### Exercise directions:
Extract each line of the records below that contains the word "RemovalParams".

### Record excerpts:

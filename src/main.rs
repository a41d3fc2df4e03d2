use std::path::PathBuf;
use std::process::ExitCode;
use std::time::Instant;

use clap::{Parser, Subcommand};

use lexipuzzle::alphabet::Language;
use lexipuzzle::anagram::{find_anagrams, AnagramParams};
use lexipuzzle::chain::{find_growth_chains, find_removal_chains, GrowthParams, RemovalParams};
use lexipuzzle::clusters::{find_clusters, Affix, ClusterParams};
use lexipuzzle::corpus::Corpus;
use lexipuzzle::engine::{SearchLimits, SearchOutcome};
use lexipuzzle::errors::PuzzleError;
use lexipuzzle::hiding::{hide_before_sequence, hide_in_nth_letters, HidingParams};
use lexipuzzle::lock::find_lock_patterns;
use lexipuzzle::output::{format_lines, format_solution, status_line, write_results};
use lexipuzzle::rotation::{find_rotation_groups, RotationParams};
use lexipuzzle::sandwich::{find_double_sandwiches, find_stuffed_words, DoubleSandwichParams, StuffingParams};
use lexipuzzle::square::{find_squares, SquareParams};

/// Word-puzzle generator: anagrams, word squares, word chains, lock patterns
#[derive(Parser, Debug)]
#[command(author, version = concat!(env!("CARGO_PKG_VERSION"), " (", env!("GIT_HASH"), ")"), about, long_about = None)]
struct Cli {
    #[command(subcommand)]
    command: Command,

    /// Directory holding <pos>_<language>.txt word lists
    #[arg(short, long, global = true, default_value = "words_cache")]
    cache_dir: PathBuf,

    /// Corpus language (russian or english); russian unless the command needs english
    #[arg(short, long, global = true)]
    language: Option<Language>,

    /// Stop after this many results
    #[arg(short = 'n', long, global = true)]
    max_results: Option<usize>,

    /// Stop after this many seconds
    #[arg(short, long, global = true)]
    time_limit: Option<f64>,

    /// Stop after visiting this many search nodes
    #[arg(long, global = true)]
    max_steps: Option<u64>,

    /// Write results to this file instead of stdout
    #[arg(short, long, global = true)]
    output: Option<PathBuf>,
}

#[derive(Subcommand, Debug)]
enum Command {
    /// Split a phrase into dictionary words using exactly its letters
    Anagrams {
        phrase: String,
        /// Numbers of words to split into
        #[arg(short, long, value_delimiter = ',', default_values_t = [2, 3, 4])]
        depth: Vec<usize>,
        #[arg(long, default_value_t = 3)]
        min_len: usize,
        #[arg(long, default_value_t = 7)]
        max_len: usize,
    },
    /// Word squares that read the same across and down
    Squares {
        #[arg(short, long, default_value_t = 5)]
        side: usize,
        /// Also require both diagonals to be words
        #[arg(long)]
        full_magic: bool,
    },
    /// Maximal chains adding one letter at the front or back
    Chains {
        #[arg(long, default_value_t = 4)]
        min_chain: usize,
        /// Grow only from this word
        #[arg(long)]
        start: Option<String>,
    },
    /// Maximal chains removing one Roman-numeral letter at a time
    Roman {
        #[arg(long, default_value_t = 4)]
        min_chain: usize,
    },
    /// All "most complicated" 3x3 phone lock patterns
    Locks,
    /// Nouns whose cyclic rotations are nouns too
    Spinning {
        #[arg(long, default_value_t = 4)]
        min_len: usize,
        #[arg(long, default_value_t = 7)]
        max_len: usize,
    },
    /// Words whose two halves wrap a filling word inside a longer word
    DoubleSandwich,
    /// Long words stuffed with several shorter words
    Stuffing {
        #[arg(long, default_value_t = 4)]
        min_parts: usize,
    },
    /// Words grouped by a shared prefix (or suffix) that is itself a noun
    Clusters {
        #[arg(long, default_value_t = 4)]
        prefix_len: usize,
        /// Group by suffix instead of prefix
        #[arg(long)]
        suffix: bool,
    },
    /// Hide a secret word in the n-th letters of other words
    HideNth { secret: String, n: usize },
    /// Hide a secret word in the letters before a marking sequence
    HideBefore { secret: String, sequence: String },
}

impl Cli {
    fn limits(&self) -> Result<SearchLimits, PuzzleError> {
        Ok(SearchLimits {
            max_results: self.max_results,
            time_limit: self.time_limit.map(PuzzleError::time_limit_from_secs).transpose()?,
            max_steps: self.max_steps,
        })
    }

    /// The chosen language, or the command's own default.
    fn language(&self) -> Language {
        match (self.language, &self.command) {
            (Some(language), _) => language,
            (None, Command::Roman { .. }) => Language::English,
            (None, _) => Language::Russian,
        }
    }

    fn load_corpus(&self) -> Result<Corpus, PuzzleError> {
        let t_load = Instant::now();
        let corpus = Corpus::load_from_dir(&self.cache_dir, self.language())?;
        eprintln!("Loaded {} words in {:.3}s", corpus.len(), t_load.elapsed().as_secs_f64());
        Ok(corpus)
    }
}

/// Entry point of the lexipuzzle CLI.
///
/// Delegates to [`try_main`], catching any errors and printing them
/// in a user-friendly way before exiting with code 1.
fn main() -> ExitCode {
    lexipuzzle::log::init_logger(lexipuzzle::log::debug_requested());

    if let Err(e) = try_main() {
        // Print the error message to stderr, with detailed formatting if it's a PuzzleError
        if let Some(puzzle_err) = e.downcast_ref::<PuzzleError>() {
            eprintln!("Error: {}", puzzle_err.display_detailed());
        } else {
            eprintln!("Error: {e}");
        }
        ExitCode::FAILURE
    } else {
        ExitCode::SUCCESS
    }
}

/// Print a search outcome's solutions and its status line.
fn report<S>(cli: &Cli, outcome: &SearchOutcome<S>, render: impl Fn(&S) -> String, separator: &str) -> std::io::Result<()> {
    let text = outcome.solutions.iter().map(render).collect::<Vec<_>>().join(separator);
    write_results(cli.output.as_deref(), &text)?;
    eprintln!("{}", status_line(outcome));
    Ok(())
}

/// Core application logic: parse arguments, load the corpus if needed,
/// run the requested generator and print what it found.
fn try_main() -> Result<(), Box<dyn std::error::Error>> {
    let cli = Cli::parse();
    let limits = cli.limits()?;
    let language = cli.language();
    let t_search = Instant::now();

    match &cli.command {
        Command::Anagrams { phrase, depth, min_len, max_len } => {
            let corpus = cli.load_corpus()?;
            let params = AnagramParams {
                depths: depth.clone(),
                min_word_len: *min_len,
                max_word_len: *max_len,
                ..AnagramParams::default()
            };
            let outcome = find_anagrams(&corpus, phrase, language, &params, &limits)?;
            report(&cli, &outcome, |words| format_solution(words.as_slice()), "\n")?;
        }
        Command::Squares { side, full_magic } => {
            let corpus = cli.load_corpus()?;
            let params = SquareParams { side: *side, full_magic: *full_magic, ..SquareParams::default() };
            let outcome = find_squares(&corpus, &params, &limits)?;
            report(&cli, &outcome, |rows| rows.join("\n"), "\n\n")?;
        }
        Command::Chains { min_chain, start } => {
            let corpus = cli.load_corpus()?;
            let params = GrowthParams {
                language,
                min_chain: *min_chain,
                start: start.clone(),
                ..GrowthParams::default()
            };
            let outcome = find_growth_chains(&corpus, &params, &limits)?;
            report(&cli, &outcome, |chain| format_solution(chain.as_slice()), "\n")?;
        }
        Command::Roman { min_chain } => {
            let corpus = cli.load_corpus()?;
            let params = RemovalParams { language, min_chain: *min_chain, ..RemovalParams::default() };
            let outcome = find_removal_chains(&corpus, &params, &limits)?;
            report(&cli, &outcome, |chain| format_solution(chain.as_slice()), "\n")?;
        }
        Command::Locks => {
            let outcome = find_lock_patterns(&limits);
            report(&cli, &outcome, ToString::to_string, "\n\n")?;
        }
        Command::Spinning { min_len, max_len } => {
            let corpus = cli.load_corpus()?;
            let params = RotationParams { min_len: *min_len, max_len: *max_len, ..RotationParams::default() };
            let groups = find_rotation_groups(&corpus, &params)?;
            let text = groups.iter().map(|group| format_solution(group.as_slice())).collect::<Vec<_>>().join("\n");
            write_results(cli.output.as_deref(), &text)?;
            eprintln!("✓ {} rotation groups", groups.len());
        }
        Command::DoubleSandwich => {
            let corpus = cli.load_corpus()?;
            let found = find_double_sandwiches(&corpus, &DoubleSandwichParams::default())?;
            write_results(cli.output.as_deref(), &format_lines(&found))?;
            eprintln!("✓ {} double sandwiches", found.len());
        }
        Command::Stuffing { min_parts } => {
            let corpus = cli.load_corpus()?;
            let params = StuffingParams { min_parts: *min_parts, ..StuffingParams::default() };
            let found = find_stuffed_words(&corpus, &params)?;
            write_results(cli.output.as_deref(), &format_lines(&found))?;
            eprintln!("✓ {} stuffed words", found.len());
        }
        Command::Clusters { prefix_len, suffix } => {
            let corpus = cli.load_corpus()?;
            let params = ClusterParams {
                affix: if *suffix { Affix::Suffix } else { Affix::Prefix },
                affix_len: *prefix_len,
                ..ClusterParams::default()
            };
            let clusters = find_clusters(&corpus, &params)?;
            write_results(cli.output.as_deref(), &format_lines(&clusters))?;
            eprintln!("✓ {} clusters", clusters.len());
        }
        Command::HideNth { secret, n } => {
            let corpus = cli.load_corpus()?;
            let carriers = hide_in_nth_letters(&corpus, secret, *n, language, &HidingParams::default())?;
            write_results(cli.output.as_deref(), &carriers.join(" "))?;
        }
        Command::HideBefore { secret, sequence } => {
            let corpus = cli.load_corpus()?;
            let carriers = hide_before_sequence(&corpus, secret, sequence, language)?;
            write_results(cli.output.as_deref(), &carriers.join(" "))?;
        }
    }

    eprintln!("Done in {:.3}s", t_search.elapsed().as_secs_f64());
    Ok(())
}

### Reply:
use lexipuzzle::chain::{find_growth_chains, find_removal_chains, GrowthParams, RemovalParams};
            let params = RemovalParams { language, min_chain: *min_chain, ..RemovalParams::default() };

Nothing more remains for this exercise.